Pour Une Gestion Du Stress Digne De Ce Nom

Pour Une Gestion Du Stress Digne De Ce Nom

Auteur: Peter Punin

Quelques remarques préliminaires

La lecture de l’article présent exige une certaine dose d’application. La réduction du stress et – à plus forte raison – la gestion du stress nécessite de l’investissement personnel soutenu. Il n’en peut pas être autrement. De prétendues méthodes de gestion du stress où tout serait facile, où tout serait réglé dans l’espace de quelques heures, de telles « méthodes » relèvent du charlatanisme pur et simple, au même titre que ces régimes alimentaires qui vous feraient perdre « sans effort » 10 kg en trois jours, et pourquoi pas 50 ou 100, puisque nous y sommes …

La gestion du stress passe par un parcours balisé qui doit être entrepris en connaissance de cause. Or, cet état d’esprit de connaissance de cause a son prix de persévérance et d’ouverture intellectuelle.

Ajoutons que les différents point abordés par cet article s’inscrivent dans un contexte plus large. Il est de la sorte recommandé de compléter leur étude par la lecture de l’article « La psycho-relaxation globaliste » figurant sur ce même support.)

Et répétons-le: Ici, s’agit d’aborder des solutions efficientes. Donc pas de solutions de facilité.

Le stress dans le contexte contemporain

A notre époque, le stress prend une signification toute particulière. Certes, le phénomène, désigné par des termes différents, a été décrit depuis long-temps. Il est évident que nos ancêtres – proches ou lointains – avaient eux aussi affronté des situations que nous qualifierions spontanément de « stressantes ». Pensons à toutes ces guerres et périodes de famine, à toutes ces maladies naguère incurables, ajoutons-y des conditions de travail extrêmement dures etc. Sous certains rapports, la vie de nos jours est devenue beaucoup moins contraignante.

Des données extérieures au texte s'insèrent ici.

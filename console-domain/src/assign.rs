//! Assignment rules and optimistic reconciliation.
//!
//! A row moves `Unassigned` -> `PickerAssigned` -> `FullyAssigned` over its
//! `(picker, packer)` fields. The eligibility predicates here are the single
//! source of truth for both view layouts and for the bulk action guards.

use crate::row::Row;

#[derive(Debug, Clone, Copy, PartialEq, Eq)]
pub enum AssignmentStage {
    Unassigned,
    PickerAssigned,
    FullyAssigned,
}

pub fn stage(row: &Row) -> AssignmentStage {
    match (row.picker_set(), row.packer_set()) {
        (false, _) => AssignmentStage::Unassigned,
        (true, false) => AssignmentStage::PickerAssigned,
        (true, true) => AssignmentStage::FullyAssigned,
    }
}

pub fn eligible_for_picker(row: &Row) -> bool {
    !row.picker_set()
}

pub fn eligible_for_packer(row: &Row) -> bool {
    row.picker_set() && !row.packer_set()
}

/// Checkbox rule in the tabular view: fully assigned rows are locked out.
pub fn selectable(row: &Row) -> bool {
    !(row.picker_set() && row.packer_set())
}

/// Legacy enablement guard for the bulk picker action, preserved verbatim
/// from the previous generation of this console: returns `true` when at
/// least one selected row already has a picker, `false` on an empty
/// selection. The bulk button is enabled only while the selection is
/// non-empty and this guard is `false`. Whether a mixed selection should
/// instead offer the action for its eligible subset is an open product
/// question; see DESIGN.md.
pub fn cannot_bulk_assign_picker(rows: &[Row], selected_ids: &[String]) -> bool {
    if selected_ids.is_empty() {
        return false;
    }
    selected_ids.iter().any(|id| {
        rows.iter()
            .find(|row| row.id == *id)
            .is_some_and(Row::picker_set)
    })
}

/// Bulk packer guard: every selected row must exist and have a picker.
/// Packer vacancy is not re-checked here; the selection rule already
/// excludes fully assigned rows.
pub fn can_bulk_assign_packer(rows: &[Row], selected_ids: &[String]) -> bool {
    if selected_ids.is_empty() {
        return false;
    }
    selected_ids.iter().all(|id| {
        rows.iter()
            .find(|row| row.id == *id)
            .is_some_and(Row::picker_set)
    })
}

/// Optimistic local patch after a successful picker assignment: the acting
/// user's display name lands on each affected row without a refetch.
pub fn apply_picker_assignment(rows: &mut [Row], ids: &[String], picker_name: &str) {
    for row in rows.iter_mut().filter(|row| ids.contains(&row.id)) {
        row.picker = Some(picker_name.to_string());
    }
}

/// Optimistic local patch after a successful packer assignment.
pub fn apply_packer_assignment(rows: &mut [Row], ids: &[String], packer_name: &str) {
    for row in rows.iter_mut().filter(|row| ids.contains(&row.id)) {
        row.packer = Some(packer_name.to_string());
    }
}

#[cfg(test)]
mod tests {
    use super::*;
    use crate::row::{normalize_row, OrderRecord};
    use serde_json::json;

    fn rows(value: serde_json::Value) -> Vec<Row> {
        serde_json::from_value::<Vec<OrderRecord>>(value)
            .expect("rows should deserialize")
            .into_iter()
            .map(normalize_row)
            .collect()
    }

    fn ids(values: &[&str]) -> Vec<String> {
        values.iter().map(|v| v.to_string()).collect()
    }

    #[test]
    fn stage_tracks_assignment_fields() {
        let data = rows(json!([
            { "orderId": "1" },
            { "orderId": "2", "picker": "Ana" },
            { "orderId": "3", "picker": "Ana", "packer": "Luis" },
        ]));
        assert_eq!(stage(&data[0]), AssignmentStage::Unassigned);
        assert_eq!(stage(&data[1]), AssignmentStage::PickerAssigned);
        assert_eq!(stage(&data[2]), AssignmentStage::FullyAssigned);
    }

    #[test]
    fn eligibility_matches_stage() {
        let data = rows(json!([
            { "orderId": "1" },
            { "orderId": "2", "picker": "Ana" },
            { "orderId": "3", "picker": "Ana", "packer": "Luis" },
        ]));
        for row in &data {
            assert_eq!(eligible_for_picker(row), !row.picker_set());
            assert_eq!(
                eligible_for_packer(row),
                row.picker_set() && !row.packer_set()
            );
        }
    }

    #[test]
    fn fully_assigned_rows_are_not_selectable() {
        let data = rows(json!([
            { "orderId": "1", "picker": "Ana" },
            { "orderId": "2", "picker": "Ana", "packer": "Luis" },
        ]));
        assert!(selectable(&data[0]));
        assert!(!selectable(&data[1]));
    }

    #[test]
    fn bulk_picker_guard_is_false_on_empty_selection() {
        let data = rows(json!([{ "orderId": "1", "picker": "Ana" }]));
        assert!(!cannot_bulk_assign_picker(&data, &[]));
    }

    #[test]
    fn bulk_picker_guard_fires_when_any_selected_row_has_picker() {
        let data = rows(json!([
            { "orderId": "1" },
            { "orderId": "2", "picker": "Ana" },
        ]));
        assert!(!cannot_bulk_assign_picker(&data, &ids(&["1"])));
        assert!(cannot_bulk_assign_picker(&data, &ids(&["2"])));
        assert!(cannot_bulk_assign_picker(&data, &ids(&["1", "2"])));
    }

    #[test]
    fn bulk_packer_guard_requires_picker_on_every_selected_row() {
        let data = rows(json!([
            { "orderId": "1" },
            { "orderId": "2", "picker": "Ana" },
        ]));
        assert!(!can_bulk_assign_packer(&data, &[]));
        assert!(!can_bulk_assign_packer(&data, &ids(&["1", "2"])));
        assert!(can_bulk_assign_packer(&data, &ids(&["2"])));
        // A selected id that no longer resolves to a row blocks the action.
        assert!(!can_bulk_assign_packer(&data, &ids(&["2", "9"])));
    }

    #[test]
    fn picker_patch_lands_without_refetch() {
        let mut data = rows(json!([{ "orderId": "1" }, { "orderId": "2" }]));
        apply_picker_assignment(&mut data, &ids(&["1"]), "Ana");
        assert_eq!(data[0].picker.as_deref(), Some("Ana"));
        assert!(data[1].picker.is_none());
        assert_eq!(stage(&data[0]), AssignmentStage::PickerAssigned);
    }

    #[test]
    fn packer_patch_completes_the_row() {
        let mut data = rows(json!([{ "orderId": "1", "picker": "Ana" }]));
        apply_packer_assignment(&mut data, &ids(&["1"]), "Luis");
        assert_eq!(data[0].packer.as_deref(), Some("Luis"));
        assert_eq!(stage(&data[0]), AssignmentStage::FullyAssigned);
    }
}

Et pourtant, le stress exprime un aspect spécifique de de notre existence contemporaine.

Afin d’élucider ce point qui semble a priori contestable, tournons-nous vers la signification du terme « stress ». Étymologiquement parlant, celui-ci nous renvoie à l’idée de tension. Cette image colle bien avec notre ressenti du phénomène, mais reste réductrice. Scientifiquement parlant, le stress est défini comme une réaction de l’organisme au changement. Et maintenant nous cernons déjà mieux l’idée d’un stress représentant une caractéristique spécifique de notre époque.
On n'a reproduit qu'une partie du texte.